La presidenta Claudia Sheinbaum aclaró este lunes que el aterrizaje de un avión militar estadounidense Hércules C-130 en el Aeropuerto Internacional de Toluca el pasado 17 de enero respondió a un vuelo autorizado de capacitación y no al ingreso de tropas extranjeras, como se llegó a especular en redes sociales y algunos sectores políticos.
Durante su conferencia matutina, Sheinbaum detalló que el arribo de la aeronave fue planeado desde octubre de 2025 en el marco de acuerdos en materia de seguridad entre México y Estados Unidos, y estaba relacionado con la capacitación de personal de la Secretaría de Seguridad y Protección Ciudadana (SSPC). El personal mexicano realizó la formación en territorio estadounidense y regresará al país al concluir el curso, explicó la mandataria.
La presidenta enfatizó que “no venían tropas de Estados Unidos ni mucho menos”, por lo que el aterrizaje no requería la autorización del Senado de la República, tal como lo determinaron las autoridades mexicanas al otorgar el permiso para la operación logística.
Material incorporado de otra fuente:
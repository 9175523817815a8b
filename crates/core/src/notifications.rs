use crate::traits::Notifier;
use crate::Notification;
use parking_lot::Mutex;
use std::sync::Arc;
use tokio::time::Instant;

#[derive(Debug, Clone)]
struct Posted {
    notification: Notification,
    expires_at: Instant,
    shown: bool,
}

/// Holds transient notifications until their display duration runs out.
#[derive(Debug, Clone, Default)]
pub struct NotificationCenter {
    posted: Arc<Mutex<Vec<Posted>>>,
}

impl NotificationCenter {
    pub fn new() -> Self {
        Self::default()
    }

    pub fn push(&self, notification: Notification) {
        let expires_at = Instant::now() + notification.duration();
        self.posted.lock().push(Posted {
            notification,
            expires_at,
            shown: false,
        });
    }

    /// Notifications still on display, oldest first. Expired ones are dropped.
    pub fn active(&self) -> Vec<Notification> {
        let now = Instant::now();
        let mut posted = self.posted.lock();
        posted.retain(|entry| entry.expires_at > now);
        posted
            .iter()
            .map(|entry| entry.notification.clone())
            .collect()
    }

    /// Live notifications that have not been handed out by this method before.
    pub fn take_new(&self) -> Vec<Notification> {
        let now = Instant::now();
        let mut posted = self.posted.lock();
        posted.retain(|entry| entry.expires_at > now);
        posted
            .iter_mut()
            .filter(|entry| !entry.shown)
            .map(|entry| {
                entry.shown = true;
                entry.notification.clone()
            })
            .collect()
    }
}

impl Notifier for NotificationCenter {
    fn notify(&self, notification: Notification) {
        self.push(notification);
    }
}
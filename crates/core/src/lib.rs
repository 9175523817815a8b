pub mod backend;
pub mod config;
pub mod error;
pub mod feedback;
pub mod models;
pub mod notifications;
pub mod preference;
pub mod session;
pub mod traits;

pub use backend::HttpBackend;
pub use config::{ClientConfig, API_KEY_HEADER, DEFAULT_API_URL};
pub use error::{ConfigError, FeedbackError, PreferenceError, SearchError, GENERIC_SEARCH_FAILURE};
pub use feedback::{FeedbackSubmitter, FEEDBACK_FAILED, MARKED_NOT_RELEVANT, MARKED_RELEVANT};
pub use models::{
    clamp_top_k, FeedbackEvent, Notification, NotificationKind, SearchRequest, SearchResult,
    SessionState, DEFAULT_TOP_K, UNKNOWN_SOURCE,
};
pub use notifications::NotificationCenter;
pub use preference::{default_preference_path, DisplayPreferenceStore, DARK_MODE_KEY};
pub use session::{SearchAttempt, SearchSession, Submission};
pub use traits::{FeedbackBackend, Notifier, PreferenceObserver, SearchBackend};
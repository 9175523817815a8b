use thiserror::Error;

pub const GENERIC_SEARCH_FAILURE: &str = "Search failed";

#[derive(Debug, Error)]
pub enum SearchError {
    #[error("search backend returned status {status}")]
    BackendResponse { status: u16, detail: Option<String> },

    #[error("http error: {0}")]
    Http(#[from] reqwest::Error),

    #[error("url error: {0}")]
    Url(#[from] url::ParseError),

    #[error("serialize error: {0}")]
    Serialization(#[from] serde_json::Error),
}

impl SearchError {
    /// Text shown in the inline error region: the backend's `detail` when it sent one,
    /// otherwise the generic failure message.
    pub fn user_message(&self) -> String {
        match self {
            SearchError::BackendResponse {
                detail: Some(detail),
                ..
            } => detail.clone(),
            _ => GENERIC_SEARCH_FAILURE.to_string(),
        }
    }
}

#[derive(Debug, Error)]
pub enum FeedbackError {
    #[error("feedback backend returned {status}")]
    BackendResponse { status: u16 },

    #[error("http error: {0}")]
    Http(#[from] reqwest::Error),

    #[error("url error: {0}")]
    Url(#[from] url::ParseError),
}

#[derive(Debug, Error)]
pub enum PreferenceError {
    #[error("io error: {0}")]
    Io(#[from] std::io::Error),

    #[error("serialize error: {0}")]
    Serialization(#[from] serde_json::Error),

    #[error("no preference location available: {0}")]
    MissingLocation(String),
}

#[derive(Debug, Error)]
pub enum ConfigError {
    #[error("invalid backend url {url}: {source}")]
    InvalidBaseUrl {
        url: String,
        #[source]
        source: url::ParseError,
    },

    #[error("backend url {0} cannot be used as a base")]
    NotABase(String),
}

pub type Result<T, E = SearchError> = std::result::Result<T, E>;
use resume_search_core::{Notification, NotificationKind, PreferenceObserver, SessionState};
use std::fmt::Write;
use std::sync::atomic::{AtomicBool, Ordering};
use std::sync::Arc;

pub const TITLE: &str = "Resume Search";
pub const QUERY_PLACEHOLDER: &str = "Enter job requirement...";
pub const RERANK_LABEL: &str = "Use LLM Reranking";
const SKELETON_ROWS: usize = 3;
const SKELETON: &str = "░░░░░░░░░░░░░░░░░░░░░░░░░░░░░░░░░░░░░░░░";

/// ANSI colors for one theme. Empty strings disable styling.
#[derive(Debug, Clone, Copy, PartialEq, Eq)]
pub struct Palette {
    pub text: &'static str,
    pub muted: &'static str,
    pub accent: &'static str,
    pub success: &'static str,
    pub error: &'static str,
    pub reset: &'static str,
}

impl Palette {
    pub const DARK: Palette = Palette {
        text: "\x1b[97m",
        muted: "\x1b[90m",
        accent: "\x1b[94m",
        success: "\x1b[92m",
        error: "\x1b[91m",
        reset: "\x1b[0m",
    };

    pub const LIGHT: Palette = Palette {
        text: "\x1b[30m",
        muted: "\x1b[37m",
        accent: "\x1b[34m",
        success: "\x1b[32m",
        error: "\x1b[31m",
        reset: "\x1b[0m",
    };

    pub const PLAIN: Palette = Palette {
        text: "",
        muted: "",
        accent: "",
        success: "",
        error: "",
        reset: "",
    };
}

/// Observer that keeps the terminal palette in step with the dark-mode preference.
#[derive(Debug, Clone)]
pub struct TerminalTheme {
    dark: Arc<AtomicBool>,
    styled: bool,
}

impl TerminalTheme {
    pub fn new(styled: bool) -> Self {
        Self {
            dark: Arc::new(AtomicBool::new(false)),
            styled,
        }
    }

    pub fn is_dark(&self) -> bool {
        self.dark.load(Ordering::Relaxed)
    }

    pub fn palette(&self) -> Palette {
        match (self.styled, self.is_dark()) {
            (false, _) => Palette::PLAIN,
            (true, true) => Palette::DARK,
            (true, false) => Palette::LIGHT,
        }
    }
}

impl PreferenceObserver for TerminalTheme {
    fn apply(&self, dark_mode: bool) {
        self.dark.store(dark_mode, Ordering::Relaxed);
    }
}

/// Label of the theme switch: it names the mode you would switch to.
pub fn toggle_label(dark_mode: bool) -> &'static str {
    if dark_mode {
        "Light Mode"
    } else {
        "Dark Mode"
    }
}

pub fn render_header(palette: &Palette, dark_mode: bool) -> String {
    format!(
        "{}{TITLE}{}  {}[{}]{}",
        palette.accent,
        palette.reset,
        palette.muted,
        toggle_label(dark_mode),
        palette.reset
    )
}

pub fn render_form(state: &SessionState, palette: &Palette) -> String {
    let query = if state.query.is_empty() {
        format!("{}{QUERY_PLACEHOLDER}{}", palette.muted, palette.reset)
    } else {
        state.query.clone()
    };
    format!(
        "Query: {query}\nResults: {}  [{}] {RERANK_LABEL}",
        state.top_k,
        if state.rerank { "x" } else { " " }
    )
}

/// Inline error region, skeletons while loading, otherwise the result list.
pub fn render_session(state: &SessionState, palette: &Palette) -> String {
    let mut out = String::new();

    if let Some(error) = &state.error {
        let _ = writeln!(out, "{}! {error}{}", palette.error, palette.reset);
    }

    if state.loading {
        for _ in 0..SKELETON_ROWS {
            let _ = writeln!(out, "{}{SKELETON}{}", palette.muted, palette.reset);
        }
        return out;
    }

    for (index, result) in state.results.iter().enumerate() {
        let _ = writeln!(
            out,
            "{}[{}] Source: {}{}",
            palette.muted,
            index + 1,
            result.source_label(),
            palette.reset
        );
        let _ = writeln!(
            out,
            "    {}Score: {}{}",
            palette.muted,
            result.score_label(),
            palette.reset
        );
        let _ = writeln!(out, "    {}{}{}", palette.text, result.text, palette.reset);
        if let Some(justification) = result.justification_text() {
            let _ = writeln!(out, "    {}> {justification}{}", palette.muted, palette.reset);
        }
        let _ = writeln!(
            out,
            "    {}Relevant: :rel {}  Not Relevant: :irrel {}{}  ({})",
            palette.accent,
            index + 1,
            index + 1,
            palette.reset,
            result.sentence_hash
        );
    }

    out
}

pub fn render_notification(notification: &Notification, palette: &Palette) -> String {
    let (color, mark) = match notification.kind {
        NotificationKind::Success => (palette.success, "✓"),
        NotificationKind::Error => (palette.error, "✗"),
    };
    format!("{color}{mark} {}{}", notification.message, palette.reset)
}

#[cfg(test)]
mod tests {
    use super::*;
    use resume_search_core::SearchResult;

    fn result(hash: &str, score: Option<f64>, justification: Option<&str>) -> SearchResult {
        SearchResult {
            sentence_hash: hash.to_string(),
            text: format!("text for {hash}"),
            source: None,
            score,
            justification: justification.map(str::to_string),
        }
    }

    #[test]
    fn three_results_render_with_four_decimal_scores_and_no_error() {
        let state = SessionState {
            query: "backend engineer".to_string(),
            results: vec![
                result("h1", Some(0.912_345), Some("Strong backend match")),
                result("h2", Some(0.5), None),
                result("h3", Some(0.123_44), None),
            ],
            ..SessionState::default()
        };

        let rendered = render_session(&state, &Palette::PLAIN);

        assert_eq!(rendered.matches("Source: Unknown").count(), 3);
        assert!(rendered.contains("Score: 0.9123"));
        assert!(rendered.contains("Score: 0.5000"));
        assert!(rendered.contains("Score: 0.1234"));
        assert!(rendered.contains("> Strong backend match"));
        assert_eq!(rendered.matches("> ").count(), 1);
        assert!(!rendered.contains('!'));
    }

    #[test]
    fn error_region_is_shown_alongside_previous_results() {
        let state = SessionState {
            results: vec![result("h1", Some(0.7), None)],
            error: Some("index unavailable".to_string()),
            ..SessionState::default()
        };

        let rendered = render_session(&state, &Palette::PLAIN);
        assert!(rendered.starts_with("! index unavailable\n"));
        assert_eq!(rendered.matches("! ").count(), 1);
        assert!(rendered.contains("text for h1"));
    }

    #[test]
    fn loading_shows_skeletons_instead_of_results() {
        let state = SessionState {
            results: vec![result("h1", Some(0.7), None)],
            loading: true,
            ..SessionState::default()
        };

        let rendered = render_session(&state, &Palette::PLAIN);
        assert_eq!(rendered.lines().count(), SKELETON_ROWS);
        assert!(!rendered.contains("h1"));
    }

    #[test]
    fn missing_score_renders_blank() {
        let state = SessionState {
            results: vec![result("h1", None, None)],
            ..SessionState::default()
        };
        assert!(render_session(&state, &Palette::PLAIN).contains("Score: \n"));
    }

    #[test]
    fn theme_observer_switches_palette() {
        let theme = TerminalTheme::new(true);
        assert_eq!(theme.palette(), Palette::LIGHT);
        theme.apply(true);
        assert_eq!(theme.palette(), Palette::DARK);
        assert_eq!(TerminalTheme::new(false).palette(), Palette::PLAIN);
    }

    #[test]
    fn header_and_form_follow_state() {
        assert!(render_header(&Palette::PLAIN, false).ends_with("[Dark Mode]"));
        assert!(render_header(&Palette::PLAIN, true).ends_with("[Light Mode]"));

        let form = render_form(&SessionState::default(), &Palette::PLAIN);
        assert_eq!(form, format!("Query: {QUERY_PLACEHOLDER}\nResults: 5  [x] {RERANK_LABEL}"));
    }

    #[test]
    fn notifications_carry_their_message() {
        let rendered =
            render_notification(&Notification::error("Feedback failed"), &Palette::PLAIN);
        assert_eq!(rendered, "✗ Feedback failed");
    }
}
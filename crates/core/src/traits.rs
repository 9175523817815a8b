use crate::error::Result;
use crate::{FeedbackError, FeedbackEvent, Notification, SearchRequest, SearchResult};
use async_trait::async_trait;

#[async_trait]
pub trait SearchBackend {
    async fn search(&self, request: &SearchRequest) -> Result<Vec<SearchResult>>;
}

#[async_trait]
pub trait FeedbackBackend {
    async fn send_feedback(&self, event: &FeedbackEvent) -> Result<(), FeedbackError>;
}

/// Receives transient notifications. Implementations must not block.
pub trait Notifier {
    fn notify(&self, notification: Notification);
}

/// Presentation side of the display preference.
pub trait PreferenceObserver {
    fn apply(&self, dark_mode: bool);
}
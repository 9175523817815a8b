use crate::traits::{FeedbackBackend, Notifier};
use crate::{FeedbackEvent, Notification};
use tracing::{info, warn};

pub const MARKED_RELEVANT: &str = "Marked Relevant";
pub const MARKED_NOT_RELEVANT: &str = "Marked Not Relevant";
pub const FEEDBACK_FAILED: &str = "Feedback failed";

/// Reports relevance judgments. Never touches the search session; every outcome ends
/// up as exactly one transient notification.
pub struct FeedbackSubmitter<B, N> {
    backend: B,
    notifier: N,
}

impl<B, N> FeedbackSubmitter<B, N>
where
    B: FeedbackBackend + Send + Sync,
    N: Notifier + Send + Sync,
{
    pub fn new(backend: B, notifier: N) -> Self {
        Self { backend, notifier }
    }

    pub fn notifier(&self) -> &N {
        &self.notifier
    }

    /// Sends one judgment and returns the notification that was raised for it.
    pub async fn send_feedback(
        &self,
        query: impl Into<String>,
        sentence_hash: impl Into<String>,
        is_relevant: bool,
    ) -> Notification {
        let event = FeedbackEvent {
            query: query.into(),
            sentence_hash: sentence_hash.into(),
            is_relevant,
        };

        let notification = match self.backend.send_feedback(&event).await {
            Ok(()) => {
                info!(
                    sentence_hash = %event.sentence_hash,
                    is_relevant,
                    "feedback recorded"
                );
                Notification::success(if is_relevant {
                    MARKED_RELEVANT
                } else {
                    MARKED_NOT_RELEVANT
                })
            }
            Err(error) => {
                warn!(sentence_hash = %event.sentence_hash, error = %error, "feedback failed");
                Notification::error(FEEDBACK_FAILED)
            }
        };

        self.notifier.notify(notification.clone());
        notification
    }
}
use serde::{Deserialize, Serialize};
use std::time::Duration;

pub const DEFAULT_TOP_K: usize = 5;
pub const UNKNOWN_SOURCE: &str = "Unknown";

/// Body of `POST /search`.
#[derive(Debug, Clone, Serialize, Deserialize, PartialEq, Eq)]
pub struct SearchRequest {
    pub query: String,
    pub top_k: usize,
    pub rerank: bool,
}

/// One matched sentence, in the order the backend ranked it.
#[derive(Debug, Clone, Serialize, Deserialize, PartialEq)]
pub struct SearchResult {
    pub sentence_hash: String,
    pub text: String,
    #[serde(default, skip_serializing_if = "Option::is_none")]
    pub source: Option<String>,
    #[serde(default, skip_serializing_if = "Option::is_none")]
    pub score: Option<f64>,
    #[serde(default, skip_serializing_if = "Option::is_none")]
    pub justification: Option<String>,
}

impl SearchResult {
    pub fn source_label(&self) -> &str {
        self.source
            .as_deref()
            .filter(|source| !source.is_empty())
            .unwrap_or(UNKNOWN_SOURCE)
    }

    /// Score rounded to four decimals, empty when the backend sent none.
    pub fn score_label(&self) -> String {
        self.score
            .map(|score| format!("{score:.4}"))
            .unwrap_or_default()
    }

    pub fn justification_text(&self) -> Option<&str> {
        self.justification
            .as_deref()
            .filter(|justification| !justification.is_empty())
    }
}

/// Body of `POST /feedback`.
#[derive(Debug, Clone, Serialize, Deserialize, PartialEq, Eq)]
pub struct FeedbackEvent {
    pub query: String,
    pub sentence_hash: String,
    pub is_relevant: bool,
}

#[derive(Debug, Clone, PartialEq)]
pub struct SessionState {
    pub query: String,
    pub top_k: usize,
    pub rerank: bool,
    pub results: Vec<SearchResult>,
    pub loading: bool,
    pub error: Option<String>,
}

impl Default for SessionState {
    fn default() -> Self {
        Self {
            query: String::new(),
            top_k: DEFAULT_TOP_K,
            rerank: true,
            results: Vec::new(),
            loading: false,
            error: None,
        }
    }
}

impl SessionState {
    pub fn to_request(&self) -> SearchRequest {
        SearchRequest {
            query: self.query.clone(),
            top_k: self.top_k,
            rerank: self.rerank,
        }
    }
}

pub fn clamp_top_k(value: i64) -> usize {
    usize::try_from(value.max(1)).unwrap_or(usize::MAX)
}

#[derive(Debug, Clone, Copy, PartialEq, Eq)]
pub enum NotificationKind {
    Success,
    Error,
}

/// A transient, non-blocking message. It expires after [`Notification::duration`].
#[derive(Debug, Clone, PartialEq, Eq)]
pub struct Notification {
    pub kind: NotificationKind,
    pub message: String,
}

impl Notification {
    pub fn success(message: impl Into<String>) -> Self {
        Self {
            kind: NotificationKind::Success,
            message: message.into(),
        }
    }

    pub fn error(message: impl Into<String>) -> Self {
        Self {
            kind: NotificationKind::Error,
            message: message.into(),
        }
    }

    pub fn duration(&self) -> Duration {
        match self.kind {
            NotificationKind::Success => Duration::from_millis(2_000),
            NotificationKind::Error => Duration::from_millis(4_000),
        }
    }
}

#[cfg(test)]
mod tests {
    use super::*;

    fn result(source: Option<&str>, score: Option<f64>, justification: Option<&str>) -> SearchResult {
        SearchResult {
            sentence_hash: "abc123".to_string(),
            text: "Built distributed backend services in Rust".to_string(),
            source: source.map(str::to_string),
            score,
            justification: justification.map(str::to_string),
        }
    }

    #[test]
    fn defaults_match_a_fresh_session() {
        let state = SessionState::default();
        assert_eq!(state.query, "");
        assert_eq!(state.top_k, 5);
        assert!(state.rerank);
        assert!(state.results.is_empty());
        assert!(!state.loading);
        assert!(state.error.is_none());
    }

    #[test]
    fn top_k_is_clamped_to_one() {
        for raw in [i64::MIN, -3, 0, 1] {
            assert_eq!(clamp_top_k(raw), 1);
        }
        assert_eq!(clamp_top_k(12), 12);
        assert_eq!(clamp_top_k(clamp_top_k(-7) as i64), 1);
    }

    #[test]
    fn missing_or_empty_source_renders_unknown() {
        assert_eq!(result(None, None, None).source_label(), UNKNOWN_SOURCE);
        assert_eq!(result(Some(""), None, None).source_label(), UNKNOWN_SOURCE);
        assert_eq!(result(Some("cv_jane.pdf"), None, None).source_label(), "cv_jane.pdf");
    }

    #[test]
    fn score_is_rounded_to_four_decimals() {
        assert_eq!(result(None, Some(0.873_456_1), None).score_label(), "0.8735");
        assert_eq!(result(None, Some(1.0), None).score_label(), "1.0000");
        assert_eq!(result(None, None, None).score_label(), "");
    }

    #[test]
    fn empty_justification_is_hidden() {
        assert_eq!(result(None, None, Some("")).justification_text(), None);
        assert_eq!(
            result(None, None, Some("Matches Rust experience")).justification_text(),
            Some("Matches Rust experience")
        );
    }

    #[test]
    fn optional_fields_may_be_absent_on_the_wire() -> Result<(), serde_json::Error> {
        let parsed: SearchResult =
            serde_json::from_str(r#"{"sentence_hash":"h1","text":"Led a team of five"}"#)?;
        assert_eq!(parsed.source, None);
        assert_eq!(parsed.score, None);
        assert_eq!(parsed.justification, None);
        Ok(())
    }

    #[test]
    fn request_uses_snake_case_top_k() -> Result<(), serde_json::Error> {
        let request = SessionState {
            query: "backend engineer".to_string(),
            ..SessionState::default()
        }
        .to_request();
        let body = serde_json::to_value(&request)?;
        assert_eq!(
            body,
            serde_json::json!({"query": "backend engineer", "top_k": 5, "rerank": true})
        );
        Ok(())
    }
}
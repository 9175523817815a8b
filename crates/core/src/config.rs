use crate::ConfigError;
use url::Url;

pub const DEFAULT_API_URL: &str = "http://localhost:8000";
pub const API_KEY_HEADER: &str = "X-API-Key";

/// Process-wide backend settings. The API key is only ever sent with search requests.
#[derive(Debug, Clone)]
pub struct ClientConfig {
    base_url: Url,
    api_key: Option<String>,
}

impl ClientConfig {
    pub fn new(base_url: &str, api_key: Option<String>) -> Result<Self, ConfigError> {
        // Url::join drops the last path segment unless the base ends with a slash.
        let normalized = if base_url.ends_with('/') {
            base_url.to_string()
        } else {
            format!("{base_url}/")
        };
        let parsed = Url::parse(&normalized).map_err(|source| ConfigError::InvalidBaseUrl {
            url: base_url.to_string(),
            source,
        })?;
        if parsed.cannot_be_a_base() {
            return Err(ConfigError::NotABase(base_url.to_string()));
        }

        Ok(Self {
            base_url: parsed,
            api_key: api_key.filter(|key| !key.is_empty()),
        })
    }

    pub fn base_url(&self) -> &Url {
        &self.base_url
    }

    pub fn api_key(&self) -> Option<&str> {
        self.api_key.as_deref()
    }

    pub fn endpoint(&self, path: &str) -> Result<Url, url::ParseError> {
        self.base_url.join(path)
    }
}

#[cfg(test)]
mod tests {
    use super::*;

    #[test]
    fn endpoints_keep_base_path_prefix() -> Result<(), Box<dyn std::error::Error>> {
        let config = ClientConfig::new("https://search.example.com/api/v1", None)?;
        assert_eq!(
            config.endpoint("search")?.as_str(),
            "https://search.example.com/api/v1/search"
        );

        let config = ClientConfig::new("https://search.example.com/api/v1/", None)?;
        assert_eq!(
            config.endpoint("feedback")?.as_str(),
            "https://search.example.com/api/v1/feedback"
        );
        Ok(())
    }

    #[test]
    fn default_points_at_local_backend() -> Result<(), Box<dyn std::error::Error>> {
        let config = ClientConfig::new(DEFAULT_API_URL, None)?;
        assert_eq!(config.endpoint("search")?.as_str(), "http://localhost:8000/search");
        assert_eq!(config.api_key(), None);
        Ok(())
    }

    #[test]
    fn empty_api_key_is_treated_as_absent() -> Result<(), ConfigError> {
        let config = ClientConfig::new(DEFAULT_API_URL, Some(String::new()))?;
        assert_eq!(config.api_key(), None);
        Ok(())
    }

    #[test]
    fn rejects_unparsable_url() {
        assert!(matches!(
            ClientConfig::new("not a url", None),
            Err(ConfigError::InvalidBaseUrl { .. })
        ));
    }
}
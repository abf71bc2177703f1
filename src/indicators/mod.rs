// EWMA and MACD over closing prices

pub mod macd;
pub mod moving_average;

pub use macd::{compute_macd, MacdSeries, MacdState};
pub use moving_average::ewma_series;
use crate::error::ConfigError;
use chrono::{FixedOffset, NaiveTime};
use serde::{Deserialize, Serialize};
use std::path::Path;

/// Runtime configuration for the paper-trading bot
///
/// Every field has a default, so an empty file (or no file) is valid.
#[derive(Debug, Clone, Serialize, Deserialize)]
#[serde(default)]
pub struct BotConfig {
    pub initial_capital: f64,
    pub contract_multiplier: f64, // Units per lot
    pub lots: u32,
    pub candle_interval_minutes: u32,
    pub day_high_cutoff: NaiveTime,
    pub market_open: NaiveTime,
    pub market_close: NaiveTime,
    pub enforce_market_hours: bool,
    pub utc_offset_minutes: i32, // Exchange local time (IST = +330)
    pub poll_interval_secs: u64,
    pub lookback_candles: usize,
    pub stop_loss_pct: f64,
    pub target_pct: f64,
    pub underlying: String,
    pub strike_step: f64,
    pub trade_log_path: String,
    pub daily_summary_path: String,
    pub force_close_reason: String,
}

impl Default for BotConfig {
    fn default() -> Self {
        Self {
            initial_capital: 100_000.0,
            contract_multiplier: 25.0,
            lots: 2,
            candle_interval_minutes: 15,
            day_high_cutoff: NaiveTime::from_hms_opt(9, 30, 0).unwrap_or_default(),
            market_open: NaiveTime::from_hms_opt(9, 15, 0).unwrap_or_default(),
            market_close: NaiveTime::from_hms_opt(15, 30, 0).unwrap_or_default(),
            enforce_market_hours: true,
            utc_offset_minutes: 330,
            poll_interval_secs: 10,
            lookback_candles: 50,
            stop_loss_pct: 0.20,
            target_pct: 0.40,
            underlying: "SENSEX".to_string(),
            strike_step: 100.0,
            trade_log_path: "trade_log.csv".to_string(),
            daily_summary_path: "daily_summary.csv".to_string(),
            force_close_reason: "Session End".to_string(),
        }
    }
}

impl BotConfig {
    /// Load from an optional TOML file, then `OPTIONBOT_*` environment overrides
    pub fn load(path: Option<&Path>) -> Result<Self, ConfigError> {
        let mut builder = ::config::Config::builder();
        if let Some(path) = path {
            builder = builder.add_source(::config::File::from(path).required(false));
        }

        let settings = builder
            .add_source(::config::Environment::with_prefix("OPTIONBOT").try_parsing(true))
            .build()?;

        let config: BotConfig = settings.try_deserialize()?;
        config.validate()?;
        Ok(config)
    }

    pub fn validate(&self) -> Result<(), ConfigError> {
        let invalid = |reason: &str| {
            Err(ConfigError::Invalid {
                reason: reason.to_string(),
            })
        };

        if self.initial_capital <= 0.0 {
            return invalid("initial_capital must be positive");
        }
        if self.contract_multiplier <= 0.0 {
            return invalid("contract_multiplier must be positive");
        }
        if self.lots == 0 {
            return invalid("lots must be at least 1");
        }
        if self.candle_interval_minutes == 0 || (24 * 60) % self.candle_interval_minutes != 0 {
            return invalid("candle_interval_minutes must divide a day");
        }
        if self.stop_loss_pct <= 0.0 || self.stop_loss_pct >= 1.0 {
            return invalid("stop_loss_pct must be in (0, 1)");
        }
        if self.target_pct <= 0.0 {
            return invalid("target_pct must be positive");
        }
        if self.strike_step <= 0.0 {
            return invalid("strike_step must be positive");
        }
        if self.market_open >= self.market_close {
            return invalid("market_open must be before market_close");
        }
        if self.utc_offset().is_none() {
            return invalid("utc_offset_minutes out of range");
        }

        Ok(())
    }

    /// Exchange timezone as a fixed offset
    pub fn utc_offset(&self) -> Option<FixedOffset> {
        FixedOffset::east_opt(self.utc_offset_minutes * 60)
    }
}

#[cfg(test)]
mod tests {
    use super::*;
    use std::io::Write;

    #[test]
    fn test_defaults_are_valid() {
        let config = BotConfig::default();
        assert!(config.validate().is_ok());
        assert_eq!(config.contract_multiplier, 25.0);
        assert_eq!(config.candle_interval_minutes, 15);
        assert_eq!(config.day_high_cutoff, NaiveTime::from_hms_opt(9, 30, 0).unwrap());
    }

    #[test]
    fn test_rejects_interval_not_dividing_day() {
        let config = BotConfig {
            candle_interval_minutes: 7,
            ..BotConfig::default()
        };
        assert!(config.validate().is_err());
    }

    #[test]
    fn test_rejects_zero_lots() {
        let config = BotConfig {
            lots: 0,
            ..BotConfig::default()
        };
        let err = config.validate().unwrap_err();
        assert!(err.to_string().contains("lots"));
    }

    #[test]
    fn test_load_from_file() {
        let mut file = tempfile::Builder::new().suffix(".toml").tempfile().unwrap();
        writeln!(file, "initial_capital = 35000.0").unwrap();
        writeln!(file, "lots = 4").unwrap();
        writeln!(file, "day_high_cutoff = \"09:45:00\"").unwrap();

        let config = BotConfig::load(Some(file.path())).unwrap();
        assert_eq!(config.initial_capital, 35000.0);
        assert_eq!(config.lots, 4);
        assert_eq!(config.day_high_cutoff, NaiveTime::from_hms_opt(9, 45, 0).unwrap());
        // Untouched fields keep defaults
        assert_eq!(config.underlying, "SENSEX");
    }
}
Este tipo de vuelos de entrenamiento, dijo, ya se han efectuado con anterioridad y no constituyen una novedad dentro de los protocolos bilaterales de cooperación.
Sheinbaum también abordó otras inquietudes generadas por una alerta emitida por la Administración Federal de Aviación (FAA) de Estados Unidos sobre posibles interferencias en sistemas de navegación en el espacio aéreo del Pacífico, asegurando que las autoridades mexicanas confirmaron por escrito que no hubo sobrevuelo de aeronaves militares estadounidenses en territorio nacional.
Con esta explicación, el Gobierno mexicano busca calmar preocupaciones sobre una posible intervención militar extranjera, en un contexto diplomático sensible y con la cooperación en seguridad como un tema recurrente en la relación con Washington.